Plagiarisme dalam dunia pendidikan merupakan fenomena
tersendiri yang mengundang tanya dan kecemasan. Pertanyaan mengacu pada
keberadaan akademisi yang menghalalkan segala cara untuk meraih gelar akademis,
termasuk menjiplak karya ilmiah. Kecemasan tentunya berakar pada rasa khawatir
akan kerdilnya apresiasi pada pendidikan. Pendidikan bukan lagi dianggap
entitas yang memanusiakan manusia melainkan batu loncatan untuk meraih gelar
akademis dan kehormatan dalam dunia akademisi.
Pelanggaran
akademis (plagiarisme) yang dilakukan salah seorang guru besar salah satu
universitas di Bandung boleh dikatakan puncak gunung es dari begitu banyak
kasus dalam dunia pendidikan. Banyak pihak terkejut dan tak percaya. Namun
realitas berkata demikian. Integritas yang terkikis karena kemuliaan semu
membuat moral dan sense of belonging
akademisi akan hakikat pengetahuan menjadi cerita sumbang yang tak lagi punya
makna. Berburu gelar, jabatan, kehormatan dalam dunia akademis membuat orang
lupa akan tujuan dasar pendidikan yakni memanusiakan manusia. Manusia yang bergerak
dalam pendidikan bukanlah manusia yang berorientasi hasil tapi manusia yang
mengedepankan proses. Dalam proses itu, nilai-nilai fundamental pendidikan
menjadi pilar absolut yang menuntun dan membimbing manusia meraih tujuan
pendidikan yang hakiki.
Fenomena
plagiarisme yang merebak tersebut merupakan akumulasi keinginan instan
akademisi meraih kehormatan dalam dunia pendidikan. Budaya instan adalah gejala
nyata dalam realitas dunia yang semakin maju. Keberadaan teknologi yang masif
berkembang dalam masyarakat membuat kaum akademis terperangkap dalam
sekat-sekat kemuliaan diri dengan memanfaatkan jasa teknologi secara tidak
benar. Mentalitas instan yang didukung tawaran-tawaran menggiurkan dari
teknologi membuat kaum akademis pun rela menanggalkan jubah integritas dan
hakikat pendidikan.
Tak bisa
dinafikan bahwa mentalitas instan akademisi adalah cermin dari kerdilnya
pemahaman akan pendidikan yang berorientasi proses. Meminjam istilah Koentjaraningrat, mentalitas instan
merupakan bagian yang tak terpisahkan dari budaya menerabas. Dalam budaya
menerabas, segala cara dihalalkan demi mencapai hasil yang diinginkan.

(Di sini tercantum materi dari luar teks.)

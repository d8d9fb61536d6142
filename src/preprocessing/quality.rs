//! # Image Quality Assessment Module
//!
//! This module measures contrast, brightness and sharpness of an image's luminance
//! and decides whether the image needs enhancement before text extraction. All
//! measurements are closed-form statistics over the pixel data.

use image::{DynamicImage, GrayImage};

use super::input::validate_image;
use super::types::QualityMetrics;
use crate::config::QualityThresholds;
use crate::errors::EnhancementResult;

/// Assesses the quality of an image against the configured thresholds.
///
/// Degenerate but well-formed images (flat colour, pure noise, fully saturated)
/// are measured normally: a flat image has contrast 0 and sharpness 0 and is
/// therefore reported as needing enhancement.
///
/// # Arguments
///
/// * `image` - The input image, 8-bit gray or 8-bit RGB
/// * `thresholds` - Acceptable bands for each metric
///
/// # Returns
///
/// Returns a `Result` containing the quality metrics, or
/// `EnhancementError::InvalidInput` for empty or unsupported images
///
/// # Examples
///
/// ```
/// use image::{DynamicImage, GrayImage, Luma};
/// use shelf_enhancer::config::QualityThresholds;
/// use shelf_enhancer::preprocessing::assess_image_quality;
///
/// let flat = DynamicImage::ImageLuma8(GrayImage::from_pixel(64, 64, Luma([128])));
/// let metrics = assess_image_quality(&flat, &QualityThresholds::default()).unwrap();
/// assert_eq!(metrics.contrast, 0.0);
/// assert!(metrics.needs_enhancement);
/// ```
pub fn assess_image_quality(
    image: &DynamicImage,
    thresholds: &QualityThresholds,
) -> EnhancementResult<QualityMetrics> {
    validate_image(image)?;

    // Perceptual luma for analysis
    let gray = image.to_luma8();

    let (brightness, contrast) = calculate_mean_and_std(&gray);
    let sharpness = calculate_sharpness(&gray);
    let needs_enhancement = needs_enhancement(contrast, brightness, sharpness, thresholds);

    tracing::debug!(
        target: "image_enhancement",
        contrast,
        brightness,
        sharpness,
        needs_enhancement,
        "Quality assessment completed"
    );

    Ok(QualityMetrics {
        contrast,
        brightness,
        sharpness,
        needs_enhancement,
    })
}

/// True iff any metric falls outside its acceptable band.
pub fn needs_enhancement(
    contrast: f64,
    brightness: f64,
    sharpness: f64,
    thresholds: &QualityThresholds,
) -> bool {
    contrast <= thresholds.contrast_min
        || brightness < thresholds.brightness_min
        || brightness > thresholds.brightness_max
        || sharpness <= thresholds.sharpness_min
}

/// Mean and population standard deviation of the luminance samples.
fn calculate_mean_and_std(image: &GrayImage) -> (f64, f64) {
    let mut histogram = [0u64; 256];
    for pixel in image.pixels() {
        histogram[pixel[0] as usize] += 1;
    }

    let total: u64 = histogram.iter().sum();
    if total == 0 {
        return (0.0, 0.0);
    }

    let n = total as f64;
    let mean = histogram
        .iter()
        .enumerate()
        .map(|(value, &count)| value as f64 * count as f64)
        .sum::<f64>()
        / n;

    let variance = histogram
        .iter()
        .enumerate()
        .map(|(value, &count)| {
            let d = value as f64 - mean;
            d * d * count as f64
        })
        .sum::<f64>()
        / n;

    (mean, variance.sqrt())
}

/// Reflect-101 border index (`gfedcb|abcdefgh|gfedcba`). Falls back to edge
/// replication when the axis is a single pixel long.
#[inline]
pub(super) fn reflect_101(index: i64, len: i64) -> u32 {
    if len == 1 {
        return 0;
    }
    let i = if index < 0 {
        -index
    } else if index >= len {
        2 * len - 2 - index
    } else {
        index
    };
    i as u32
}

/// Variance of the 4-neighbour Laplacian `[[0,1,0],[1,-4,1],[0,1,0]]` over every pixel.
fn calculate_sharpness(image: &GrayImage) -> f64 {
    let (width, height) = image.dimensions();
    let (w, h) = (width as i64, height as i64);
    let total = w * h;
    if total == 0 {
        return 0.0;
    }

    let at = |x: i64, y: i64| image.get_pixel(reflect_101(x, w), reflect_101(y, h))[0] as f64;

    let mut sum = 0.0;
    let mut sum_sq = 0.0;

    for y in 0..h {
        for x in 0..w {
            let response =
                at(x, y - 1) + at(x, y + 1) + at(x - 1, y) + at(x + 1, y) - 4.0 * at(x, y);
            sum += response;
            sum_sq += response * response;
        }
    }

    let n = total as f64;
    let mean = sum / n;
    (sum_sq / n - mean * mean).max(0.0)
}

Keinginan untuk mencapai hasil dalam waktu yang singkat dengan menghalakan
segala cara seringkali membuat akal sehat tak bisa bekerja secara optimal.

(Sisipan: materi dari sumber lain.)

//! # Contrast Limited Adaptive Histogram Equalization
//!
//! Local contrast enhancement restricted to the luminance working space. The
//! luminance plane is divided into a grid of contextual regions; each region gets a
//! clipped-histogram equalization mapping, and every pixel blends the mappings of
//! the four nearest region centres bilinearly so no tile seams appear.

use std::time::Instant;

use image::{DynamicImage, GrayImage};

use super::quality::reflect_101;
use super::types::ClaheImageResult;
use super::working_space::WorkingSpace;
use crate::config::{EnhancementParameters, TileGrid};
use crate::errors::{EnhancementError, EnhancementResult};

const HIST_SIZE: usize = 256;

/// Applies CLAHE to the luminance of an image, leaving chroma untouched.
///
/// # Arguments
///
/// * `image` - The input image, 8-bit gray or 8-bit RGB
/// * `params` - Clip limit and tile grid
///
/// # Returns
///
/// Returns a `Result` containing the enhanced image (same layout and dimensions as
/// the input) and the parameters used
///
/// # Errors
///
/// * `EnhancementError::Configuration` for an invalid clip limit or tile grid
/// * `EnhancementError::InvalidInput` for a zero-dimension image
/// * `EnhancementError::EnhancementFailure` when the layout cannot be converted
///
/// # Examples
///
/// ```
/// use image::{DynamicImage, GrayImage, Luma};
/// use shelf_enhancer::config::EnhancementParameters;
/// use shelf_enhancer::preprocessing::apply_clahe;
///
/// let img = DynamicImage::ImageLuma8(GrayImage::from_fn(64, 64, |x, y| {
///     Luma([100 + ((x * 7 + y * 3) % 11) as u8])
/// }));
/// let enhanced = apply_clahe(&img, &EnhancementParameters::default()).unwrap();
/// assert_eq!(enhanced.image.width(), 64);
/// ```
pub fn apply_clahe(
    image: &DynamicImage,
    params: &EnhancementParameters,
) -> EnhancementResult<ClaheImageResult> {
    let start_time = Instant::now();

    params.validate()?;

    if image.width() == 0 || image.height() == 0 {
        return Err(EnhancementError::InvalidInput(format!(
            "cannot enhance a {}x{} image",
            image.width(),
            image.height()
        )));
    }

    let mut space = WorkingSpace::from_image(image)?;
    let equalized = equalize_luminance(space.luminance(), params.clip_limit, params.tile_grid);
    space.replace_luminance(equalized)?;
    let enhanced = space.into_image();

    let processing_time_ms = start_time.elapsed().as_secs_f64() * 1000.0;

    tracing::debug!(
        target: "image_enhancement",
        clip_limit = params.clip_limit,
        tile_grid = %params.tile_grid,
        width = enhanced.width(),
        height = enhanced.height(),
        processing_time_ms,
        "CLAHE applied"
    );

    Ok(ClaheImageResult {
        image: enhanced,
        clip_limit: params.clip_limit,
        tile_grid: params.tile_grid,
        processing_time_ms,
    })
}

/// Runs CLAHE on a single 8-bit plane.
///
/// The effective grid shrinks to the plane size when the plane has fewer pixels
/// than tiles along an axis. Tiles are `ceil(len / tiles)` pixels long and the
/// plane is virtually extended with reflect-101 borders, so every tile histogram
/// covers the same area.
pub fn equalize_luminance(plane: &GrayImage, clip_limit: f64, grid: TileGrid) -> GrayImage {
    let (width, height) = plane.dimensions();
    if width == 0 || height == 0 {
        return plane.clone();
    }

    let tiles_x = (grid.cols.max(1)).min(width) as usize;
    let tiles_y = (grid.rows.max(1)).min(height) as usize;
    let (w, h) = (width as usize, height as usize);
    let tile_w = w.div_ceil(tiles_x);
    let tile_h = h.div_ceil(tiles_y);
    let area = (tile_w * tile_h) as u32;
    let src: &[u8] = plane;

    // 1. Clipped histogram mapping for every contextual region
    let mut luts = vec![[0u8; HIST_SIZE]; tiles_x * tiles_y];
    for ty in 0..tiles_y {
        for tx in 0..tiles_x {
            let mut histogram = [0u32; HIST_SIZE];
            for py in ty * tile_h..(ty + 1) * tile_h {
                let row = reflect_101(py as i64, h as i64) as usize * w;
                for px in tx * tile_w..(tx + 1) * tile_w {
                    let col = reflect_101(px as i64, w as i64) as usize;
                    histogram[src[row + col] as usize] += 1;
                }
            }

            luts[ty * tiles_x + tx] = build_tile_lut(&mut histogram, area, clip_limit);
        }
    }

    // 2. Bilinear blend of the four surrounding mappings
    let columns = interpolation_axis(w, tiles_x, tile_w);
    let rows = interpolation_axis(h, tiles_y, tile_h);

    let mut output = GrayImage::new(width, height);
    let dst: &mut [u8] = &mut output;

    for (y, &(ty1, ty2, py)) in rows.iter().enumerate() {
        let top = &luts[ty1 * tiles_x..(ty1 + 1) * tiles_x];
        let bottom = &luts[ty2 * tiles_x..(ty2 + 1) * tiles_x];
        let row_offset = y * w;

        for (x, &(tx1, tx2, px)) in columns.iter().enumerate() {
            let value = src[row_offset + x] as usize;

            let upper = top[tx1][value] as f32 * (1.0 - px) + top[tx2][value] as f32 * px;
            let lower = bottom[tx1][value] as f32 * (1.0 - px) + bottom[tx2][value] as f32 * px;
            let blended = upper * (1.0 - py) + lower * py;

            dst[row_offset + x] = blended.round().clamp(0.0, 255.0) as u8;
        }
    }

    output
}

/// Clips the histogram, redistributes the excess and returns the equalization mapping.
fn build_tile_lut(histogram: &mut [u32; HIST_SIZE], area: u32, clip_limit: f64) -> [u8; HIST_SIZE] {
    let mut lut = [0u8; HIST_SIZE];
    if area == 0 {
        for (i, entry) in lut.iter_mut().enumerate() {
            *entry = i as u8;
        }
        return lut;
    }

    let clip = ((clip_limit * area as f64 / HIST_SIZE as f64) as u32).max(1);

    let mut excess = 0u32;
    for count in histogram.iter_mut() {
        if *count > clip {
            excess += *count - clip;
            *count = clip;
        }
    }

    let uniform_increment = excess / HIST_SIZE as u32;
    let mut residual = excess % HIST_SIZE as u32;
    for count in histogram.iter_mut() {
        *count += uniform_increment;
    }

    if residual > 0 {
        let step = (HIST_SIZE / residual as usize).max(1);
        let mut i = 0;
        while i < HIST_SIZE && residual > 0 {
            histogram[i] += 1;
            residual -= 1;
            i += step;
        }
    }

    let scale = (HIST_SIZE - 1) as f64 / area as f64;
    let mut cumulative = 0u64;
    for (count, entry) in histogram.iter().zip(lut.iter_mut()) {
        cumulative += *count as u64;
        *entry = (cumulative as f64 * scale).round().min(255.0) as u8;
    }

    lut
}

/// For each coordinate: the two neighbouring region indices and the blend weight
/// of the second one. Region centres sit at `(i + 0.5) * tile_size`.
fn interpolation_axis(len: usize, tiles: usize, tile_size: usize) -> Vec<(usize, usize, f32)> {
    let inv_tile = 1.0 / tile_size as f32;
    let last = tiles as i64 - 1;

    (0..len)
        .map(|i| {
            let position = i as f32 * inv_tile - 0.5;
            let first = position.floor();
            let weight = position - first;
            let t1 = (first as i64).clamp(0, last) as usize;
            let t2 = (first as i64 + 1).clamp(0, last) as usize;
            (t1, t2, weight)
        })
        .collect()
}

Rasionalitas menjadi tumpul dan berganti ambisi meraih puncak tertinggi dan
dihormati banyak orang. Rasionalitas yang seharusnya menjadi tameng untuk
berdinamika dalam dunia pendidikan malah ditempatkan di urutan terakhir dari
pencapaian akademis.
Mentalitas
instan, budaya menerabas, kerdilnya apresiasi pada pendidikan merupakan gejala
laten yang harus diberantas demi perwujudan nilai-nilai dasar pendidikan yakni
memanusiakan manusia. Integritas pribadi yang mulai luntur harus dibenahi
dengan mengevaluasi sistem pendidikan yang diterapkan di tanah air ini. Sistem
pendidikan yang merumuskan visi dan misi berdasarkan angka-angka statistik baku,
berorientasi hasil, tidak punya jiwa, dan berujung pada komersialisasi
pendidikan harus segera dibenahi. Pemangku kepentingan atau stakeholders di dunia pendidikan harus
melihat gejala plagiarisme dalam dunia pendidikan sebagai masalah riskan yang
butuh penanganan darurat.
Pemerintah,
akademisi, dan masyarakat harus bersama-sama mengawal proses pendidikan secara
komprehensif. Dalam arti bahwa pendidikan yang mengedepankan proses bisa
berjalan dengan baik bila didukung oleh elemen-elemen tersebut secara
menyeluruh. Mentalitas instan dan budaya menerabas bisa diatasi dengan pengawalan
ketat terhadap aturan-aturan yang menjadi konsensus bersama. Proporsionalitas
antara kesepakatan yang dihasilkan di atas kertas dengan praktek di lapangan
harus menjadi prioritas utama. Realitas menunjukkan bahwa seringkali aturan
yang telah dibuat tidak diterapkan secara maksimal di lapangan. Para pemangku
kepentingan sibuk dengan urusan masing-masing dan pendidikan atau lembaga
pendidikan hanya dipandang sebagai agen pencetak tenaga-tenaga siap pakai.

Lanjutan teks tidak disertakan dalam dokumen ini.